Vibrational Spectroscopy Study of Selenate and Sulfate Adsorption Mechanisms on Fe and Al (Hydr)oxide Surfaces

Abstract

The coordination and speciation of selenate (SeO4) and sulfate (SO4) on goethite and Al oxide were studied using Raman and ATR-FTIR spectroscopy. Raman spectra were collected from pastes of suspensions containing 4 mM SeO4 or SO4. For SO4, complementary data were collected by ATR-FTIR spectroscopy in goethite systems with 1 mM SO4 and in Al oxide systems with 4 mM SO4. The combined data set of Raman and ATR-FTIR spectra indicate that both inner- and outer-sphere surface complexes of SeO4 and SO4 occur on these metal (hydr)oxide surfaces. These spectral data show that SeO4 and SO4 have a similar complexation behavior on the same adsorbent. On goethite, these form predominantly monodentate inner-sphere surface complexes at pH <6, while at pH >6 these anions exist predominantly as outer-sphere surface complexes.
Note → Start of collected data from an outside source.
// src/config/mod.rs
pub mod classifier;
pub mod pipeline;

pub use classifier::{ClassifierConfig, ClassifierProvider};
pub use pipeline::{
    AggregatorConfig, CombinationRule, OrchestratorConfig, PipelineConfig, SegmentUnit,
    SegmenterConfig,
};
// src/ingest/scheduler.rs
use std::sync::Arc;

use metrics::counter;
use tokio::task::JoinHandle;
use tokio_util::sync::CancellationToken;

use crate::ingest::types::ArticleSource;
use crate::service::ToxicityService;

#[derive(Clone, Copy, Debug)]
pub struct IngestSchedulerCfg {
    pub interval_secs: u64,
}

/// Spawn a background task running [`crate::ingest::run_once`] every
/// `interval_secs` (first pass immediately) until `shutdown` fires.
pub fn spawn_scheduler(
    cfg: IngestSchedulerCfg,
    sources: Vec<Box<dyn ArticleSource>>,
    service: Arc<ToxicityService>,
    shutdown: CancellationToken,
) -> JoinHandle<()> {
    tokio::spawn(async move {
        let mut ticker =
            tokio::time::interval(std::time::Duration::from_secs(cfg.interval_secs.max(1)));
        ticker.set_missed_tick_behavior(tokio::time::MissedTickBehavior::Skip);
        loop {
            tokio::select! {
                _ = shutdown.cancelled() => {
                    tracing::info!(target: "ingest", "scheduler stopped");
                    break;
                }
                _ = ticker.tick() => {
                    let summary = crate::ingest::run_once(&sources, &service).await;
                    counter!("ingest_runs_total").increment(1);
                    tracing::debug!(target: "ingest", ?summary, "scheduled ingest tick");
                }
            }
        }
    })
}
On Al oxide, in contrast, these anions exist predominantly as outer-sphere surface complexes, but a small fraction is also present as an inner-sphere complex at pH <6. A comparison of the spectral intensities of these anions on goethite and Al oxide shows that complexation of these anions with Al oxide is weaker than with Fe oxide.